This week I’ve been mostly snappy and irritable.
Although I stopped smoking months ago using E cigarettes I got fed up with being dependant (and constantly charging the bloody thing) so went cold turkey. This has been infinitely easier than giving up the real thing but still irritating. I’ve given up smoking due to research that suggests smoking can increase progression in MS and even cause it so it’s a no brainer really but I do miss it. This got me thinking about loss and all the little things MS has forced me to give up, not the big things like walking normally but the little pleasures that make life sweeter.

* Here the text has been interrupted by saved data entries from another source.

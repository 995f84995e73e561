//! The `quizmatch pivot` command.

use std::path::PathBuf;

use anyhow::Result;

use quizmatch_core::pivot::pivot_questions;
use quizmatch_core::table::{read_question_bank, write_wide_questions};

use super::{load_config, print_anomalies, Overrides};

pub fn execute(
    bank: PathBuf,
    output: PathBuf,
    options: Option<usize>,
    config_path: Option<PathBuf>,
) -> Result<()> {
    let config = load_config(
        config_path.as_deref(),
        Overrides {
            option_count: options,
            ..Overrides::default()
        },
    )?;

    let rows = read_question_bank(&bank)?;
    anyhow::ensure!(!rows.is_empty(), "question bank {} is empty", bank.display());

    let outcome = pivot_questions(&rows, &config.schema);
    print_anomalies(&outcome.anomalies);

    write_wide_questions(&output, &outcome.value, &config.schema)?;
    println!(
        "Pivoted {} questions to {}",
        outcome.value.len(),
        output.display()
    );
    Ok(())
}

I’ve been talking about my diet recently so another obvious one is wine. Although research tends to suggest alcohol has no negative effects on MS I think it has a negative impact on my relationships. If I drink too much my MS gets worse, putting pressure on friends and family to help me to the loo or into bed (stairs become impossible) so it’s best to stay clear of wine. The thought of being out in public having drunk too much fills me with horror at all the potential disasters and humiliations that could transpire! This has ruined my social life.
I’ve also stopped eating gluten, as some MSers feel this helps. I would agree that I feel dreadful if I eat gluten but lately I find myself waking up in the morning having dreamt about bread and butter! Dairy’s another one. I find myself salivating over yoghurt when my kids are having tea and begging for little nibbles of chocolate!
Long, hot baths are a thing of the past as the heat affects me so much I’m unable to get out again! Sunbathing is also out as I get too hot and feel like everything has stopped working. I used to be the one who sat in the sun, now I seek the shade like my pale skinned, ginger sibling!
I don’t want to get really into this subject as I find it unhealthy to dwell on the negatives and wallow in misery at everything I’ve lost through MS but I wonder what other MSers think about this? Are there any little things you don’t do any more?
2 thoughts on “On loss of the little things”
I find I miss being able to drive to see a friend last minute – I used to finish work,get in my car, make last minute plans over the phone and drive there. I loved being able to be there for friends straight away, doing things impromptu which is always fun, rather than having to plan 2 weeks in advance, especially on weekday evenings. The fatigue has killed any way of doing that. But I replace this with Skype and email so that I’m still able to be a rock and maintain my social group, if a little differently than before.
hanks for your comment. It’s being spontaneous that’s difficult isn’t it!